Entendemos que os estudos acerca da classificação e das teorias de gêneros mostram-se essenciais à linguagem, em suas mais diversas formas de manifestação, bem como à aprendizagem da mesma, muito embora ainda residam sobre estes certas divergências de ordem crítica, no tocante a quais discursos podem ou não ser considerados como pertencentes a um gênero textual.

Contudo, estas indagações nos fazem refletir e voltar ao ponto que entendemos ser a origem dos discursos: o fato de que por trás de cada discurso reside uma intenção. Ou seja, entendemos que se há um propósito para cada discurso e a partir deste temos os gêneros, ambos possuem em si função e utilidade na vida do falante que o utiliza ou cria. Assim, a infinidade de gêneros oriundas dos mais

variados discursos se configura como plausível, pois, para o indivíduo que o gerou, apresenta utilidade.

As afirmações de Campbell e Jamieson (1978) dão ainda mais embasamento à ideia sobre a importância da situação e do motivo, na gênese do gênero, exposta por Miller (2012), quando aqueles autores nos diziam que

um gênero não consiste meramente em uma série de atos em que certas formas retóricas recorrem[...]. Antes, um gênero é composto de uma constelação de formas reconhecíveis ligadas umas às outras por uma dinâmica interna (CAMPBELL; JAMIESON, 1978, p. 21).

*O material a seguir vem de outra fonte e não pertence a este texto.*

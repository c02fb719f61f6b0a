//! WebSocket upgrade and per-connection read/write loops.

use std::sync::Arc;
use std::sync::atomic::{AtomicU64, Ordering};

use axum::extract::ws::{Message, WebSocket, WebSocketUpgrade};
use axum::extract::State;
use axum::response::IntoResponse;
use bytes::Bytes;
use futures::{SinkExt, StreamExt};
use metrics::{counter, gauge};
use parking_lot::Mutex;
use parley_core::events::ClientEvent;
use parley_core::ids::SessionId;
use tokio::sync::mpsc;
use tracing::{debug, info, warn};
use uuid::Uuid;

use crate::AppState;
use crate::websocket::handler;

/// Outbound capacity per connection; beyond this a client is dropping events.
const OUTBOUND_BUFFER: usize = 256;

/// Frames queued toward one client.
#[derive(Debug)]
pub enum Outbound {
    /// Serialized [`parley_core::events::ServerEvent`].
    Text(Arc<String>),
    /// Pong response carrying the ping payload.
    Pong(Bytes),
}

/// One connected WebSocket client.
pub struct ClientConnection {
    /// Connection ID (not the session ID — one session may reconnect).
    pub id: String,
    tx: mpsc::Sender<Outbound>,
    session_id: Mutex<Option<SessionId>>,
    drops: AtomicU64,
}

impl ClientConnection {
    /// Create a connection wrapper around an outbound queue.
    pub fn new(id: String, tx: mpsc::Sender<Outbound>) -> Self {
        Self {
            id,
            tx,
            session_id: Mutex::new(None),
            drops: AtomicU64::new(0),
        }
    }

    /// Bind this connection to a session (on init or resume).
    pub fn bind_session(&self, session_id: SessionId) {
        *self.session_id.lock() = Some(session_id);
    }

    /// The bound session, if any.
    pub fn session_id(&self) -> Option<SessionId> {
        self.session_id.lock().clone()
    }

    /// Queue a frame without blocking. Returns false if the client's buffer
    /// is full (the frame is dropped and counted).
    pub fn send(&self, json: Arc<String>) -> bool {
        if self.tx.try_send(Outbound::Text(json)).is_ok() {
            true
        } else {
            let _ = self.drops.fetch_add(1, Ordering::Relaxed);
            false
        }
    }

    /// Queue a pong frame.
    pub fn send_pong(&self, payload: Bytes) {
        let _ = self.tx.try_send(Outbound::Pong(payload));
    }

    /// Lifetime count of dropped frames.
    pub fn drop_count(&self) -> u64 {
        self.drops.load(Ordering::Relaxed)
    }
}

/// WebSocket upgrade handler for `/ws`.
pub async fn ws_handler(ws: WebSocketUpgrade, State(state): State<AppState>) -> impl IntoResponse {
    ws.on_upgrade(move |socket| handle_socket(socket, state))
}

/// Drive one WebSocket connection to completion.
async fn handle_socket(socket: WebSocket, state: AppState) {
    let conn_id = format!("conn_{}", Uuid::now_v7());
    info!(conn_id = %conn_id, "websocket connected");
    counter!("ws_connections_total").increment(1);

    let (mut ws_tx, mut ws_rx) = socket.split();
    let (outbound_tx, mut outbound_rx) = mpsc::channel::<Outbound>(OUTBOUND_BUFFER);
    let connection = Arc::new(ClientConnection::new(conn_id.clone(), outbound_tx));
    state.broadcast.add(Arc::clone(&connection)).await;
    gauge!("ws_connections_active").set(state.broadcast.connection_count() as f64);

    // Writer task: drains the outbound queue in order. Per-turn ordering is
    // preserved end to end because every event for this client flows through
    // this single queue.
    let writer = tokio::spawn(async move {
        while let Some(frame) = outbound_rx.recv().await {
            let result = match frame {
                Outbound::Text(json) => ws_tx.send(Message::Text(json.as_str().into())).await,
                Outbound::Pong(payload) => ws_tx.send(Message::Pong(payload)).await,
            };
            if result.is_err() {
                debug!("websocket send failed, client disconnected");
                break;
            }
        }
    });

    // Reader loop.
    while let Some(result) = ws_rx.next().await {
        let text = match result {
            Ok(Message::Text(text)) => text,
            Ok(Message::Ping(payload)) => {
                connection.send_pong(payload);
                continue;
            }
            Ok(Message::Close(_)) => {
                debug!(conn_id = %conn_id, "client sent close frame");
                break;
            }
            Ok(_) => continue,
            Err(e) => {
                warn!(conn_id = %conn_id, error = %e, "websocket error");
                break;
            }
        };

        match serde_json::from_str::<ClientEvent>(&text) {
            Ok(event) => handler::handle_client_event(event, &connection, &state).await,
            Err(e) => {
                warn!(conn_id = %conn_id, error = %e, "unparseable client event");
                handler::send_parse_error(&connection, &e.to_string());
            }
        }
    }

    // Disconnect: schedule (not immediate) cleanup for the bound session and
    // stop delivering to this client. In-flight streams keep running.
    if let Some(session_id) = connection.session_id() {
        state.service.handle_disconnect(&session_id);
    }
    state.broadcast.remove(&conn_id).await;
    counter!("ws_disconnections_total").increment(1);
    gauge!("ws_connections_active").set(state.broadcast.connection_count() as f64);
    writer.abort();
    info!(conn_id = %conn_id, "websocket disconnected");
}

#[cfg(test)]
mod tests {
    use super::*;

    #[tokio::test]
    async fn bind_session_visible_to_reader() {
        let (tx, _rx) = mpsc::channel(8);
        let conn = ClientConnection::new("c1".into(), tx);
        assert!(conn.session_id().is_none());

        conn.bind_session("sess_1".into());
        assert_eq!(conn.session_id().unwrap().as_str(), "sess_1");
    }

    #[tokio::test]
    async fn send_counts_drops_when_full() {
        let (tx, _rx) = mpsc::channel(1);
        let conn = ClientConnection::new("c1".into(), tx);

        assert!(conn.send(Arc::new("one".into())));
        assert!(!conn.send(Arc::new("two".into())));
        assert!(!conn.send(Arc::new("three".into())));
        assert_eq!(conn.drop_count(), 2);
    }

    #[tokio::test]
    async fn rebinding_replaces_session() {
        let (tx, _rx) = mpsc::channel(8);
        let conn = ClientConnection::new("c1".into(), tx);
        conn.bind_session("sess_old".into());
        conn.bind_session("sess_new".into());
        assert_eq!(conn.session_id().unwrap().as_str(), "sess_new");
    }
}
//! Hand-rolled test doubles shared across the crate's test modules.

use std::collections::VecDeque;
use std::sync::Arc;
use std::sync::atomic::{AtomicBool, AtomicUsize, Ordering};
use std::time::Duration;

use async_trait::async_trait;
use parking_lot::Mutex;
use parley_backend::{BackendError, ConversationBackend, ReplyStream, SuggestionGenerator};
use parley_core::events::{ReplyEvent, ServerEvent};
use parley_core::ids::ThreadId;
use tokio::sync::{broadcast, mpsc};

use crate::expiry::ExpirationScheduler;
use crate::registry::SessionRegistry;

/// Registry wired to a scheduler whose cleanup channel goes nowhere.
pub(crate) fn registry_for_tests() -> Arc<SessionRegistry> {
    let (tx, _rx) = mpsc::unbounded_channel();
    let scheduler = Arc::new(ExpirationScheduler::new(tx, Duration::from_secs(1800)));
    Arc::new(SessionRegistry::new(scheduler))
}

/// A reply stream that plays back the given events.
pub(crate) fn scripted_stream(events: Vec<ReplyEvent>) -> ReplyStream {
    Box::pin(futures::stream::iter(events))
}

/// Collect every event currently buffered on a subscription.
pub(crate) fn drain_events(mut rx: broadcast::Receiver<ServerEvent>) -> Vec<ServerEvent> {
    let mut events = Vec::new();
    while let Ok(event) = rx.try_recv() {
        events.push(event);
    }
    events
}

/// Scripted outcome for one `delete_thread` call.
pub(crate) enum DeleteOutcome {
    /// Remote delete succeeds.
    Ok,
    /// Remote resource already gone.
    NotFound,
    /// Retryable failure.
    Fail,
}

/// Channel-driven fake of the conversation backend.
///
/// Thread ids are `thread_1`, `thread_2`, ... in creation order. Reply
/// streams are scripted per turn with [`push_reply`](Self::push_reply);
/// delete outcomes with [`script_delete`](Self::script_delete) (default Ok).
pub(crate) struct FakeBackend {
    create_count: AtomicUsize,
    fail_create: AtomicBool,
    fail_append: AtomicBool,
    appended: Mutex<Vec<String>>,
    replies: Mutex<VecDeque<Vec<ReplyEvent>>>,
    stream_requests: AtomicUsize,
    deleted: Mutex<Vec<ThreadId>>,
    delete_script: Mutex<VecDeque<DeleteOutcome>>,
}

impl FakeBackend {
    pub(crate) fn new() -> Self {
        Self {
            create_count: AtomicUsize::new(0),
            fail_create: AtomicBool::new(false),
            fail_append: AtomicBool::new(false),
            appended: Mutex::new(Vec::new()),
            replies: Mutex::new(VecDeque::new()),
            stream_requests: AtomicUsize::new(0),
            deleted: Mutex::new(Vec::new()),
            delete_script: Mutex::new(VecDeque::new()),
        }
    }

    pub(crate) fn fail_next_create(&self) {
        self.fail_create.store(true, Ordering::SeqCst);
    }

    pub(crate) fn fail_next_append(&self) {
        self.fail_append.store(true, Ordering::SeqCst);
    }

    pub(crate) fn push_reply(&self, events: Vec<ReplyEvent>) {
        self.replies.lock().push_back(events);
    }

    pub(crate) fn script_delete(&self, outcome: DeleteOutcome) {
        self.delete_script.lock().push_back(outcome);
    }

    pub(crate) fn created_threads(&self) -> usize {
        self.create_count.load(Ordering::SeqCst)
    }

    pub(crate) fn appended(&self) -> Vec<String> {
        self.appended.lock().clone()
    }

    pub(crate) fn stream_requests(&self) -> usize {
        self.stream_requests.load(Ordering::SeqCst)
    }

    pub(crate) fn deleted(&self) -> Vec<ThreadId> {
        self.deleted.lock().clone()
    }
}

fn server_error() -> BackendError {
    BackendError::Api {
        status: 500,
        message: "scripted failure".to_string(),
    }
}

#[async_trait]
impl ConversationBackend for FakeBackend {
    async fn create_thread(&self) -> Result<ThreadId, BackendError> {
        if self.fail_create.swap(false, Ordering::SeqCst) {
            return Err(server_error());
        }
        let n = self.create_count.fetch_add(1, Ordering::SeqCst) + 1;
        Ok(ThreadId::from(format!("thread_{n}")))
    }

    async fn append_message(&self, _thread: &ThreadId, text: &str) -> Result<(), BackendError> {
        if self.fail_append.swap(false, Ordering::SeqCst) {
            return Err(server_error());
        }
        self.appended.lock().push(text.to_string());
        Ok(())
    }

    async fn stream_reply(&self, _thread: &ThreadId) -> Result<ReplyStream, BackendError> {
        let _ = self.stream_requests.fetch_add(1, Ordering::SeqCst);
        let events = self.replies.lock().pop_front().unwrap_or_default();
        Ok(scripted_stream(events))
    }

    async fn delete_thread(&self, thread: &ThreadId) -> Result<(), BackendError> {
        self.deleted.lock().push(thread.clone());
        match self.delete_script.lock().pop_front() {
            None | Some(DeleteOutcome::Ok) => Ok(()),
            Some(DeleteOutcome::NotFound) => Err(BackendError::ThreadNotFound),
            Some(DeleteOutcome::Fail) => Err(server_error()),
        }
    }
}

/// Fake suggestion generator recording its inputs.
pub(crate) struct FakeSuggestions {
    result: Option<Vec<String>>,
    calls: Mutex<Vec<(String, String)>>,
}

impl FakeSuggestions {
    pub(crate) fn returning<S: Into<String>>(suggestions: Vec<S>) -> Self {
        Self {
            result: Some(suggestions.into_iter().map(Into::into).collect()),
            calls: Mutex::new(Vec::new()),
        }
    }

    pub(crate) fn failing() -> Self {
        Self {
            result: None,
            calls: Mutex::new(Vec::new()),
        }
    }

    pub(crate) fn calls(&self) -> Vec<(String, String)> {
        self.calls.lock().clone()
    }
}

#[async_trait]
impl SuggestionGenerator for FakeSuggestions {
    async fn generate(&self, prompt: &str, reply: &str) -> Result<Vec<String>, BackendError> {
        self.calls.lock().push((prompt.to_string(), reply.to_string()));
        self.result.clone().ok_or_else(server_error)
    }
}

Não podemos esquecer, entretanto, que muitos fatos sociais são realidades constituídas pelo discurso situado do falante e que este discurso desencadeia uma série de consequências de diversas ordens, na vida deste falante, a depender da ideia contida na mensagem a ser emitida. Este princípio é confirmado através das palavras de Marcuschi (2008, p. 150), quando nos diz que na escolha de um gênero textual “estão envolvidas questões mais do que apenas socioculturais e cognitivas, pois há nela (escolha) ações de ordem comunicativa com estratégias convencionais para atingir determinados objetivos”.

Dessa maneira, chegamos à compreensão de que as respostas estilísticas e substanciais às demandas situacionais percebidas pelo falante são as formas retóricas que dão origem aos gêneros ou, como diria Miller (2012, p. 24), “o gênero, dessa maneira, torna-se mais que uma entidade formal; ele se torna pragmático, completamente retórico, um ponto de ligação entre a intenção e o efeito, um aspecto da ação social.”

Em contrapartida, temos a visão de Black (1978) que, embora parta igualmente da noção de que o gênero está ligado à situação, baseou suas análises críticas nas estratégias de constituição do gênero, na dicção do falante e nos elementos linguísticos que do gênero fazem parte. Ou seja, para ele, a situação serviria, preponderantemente, para localizar um gênero, enquadrá-lo dentre as diversas categorias existentes, mas não para constituir seu caráter enquanto elemento retórico componente da língua.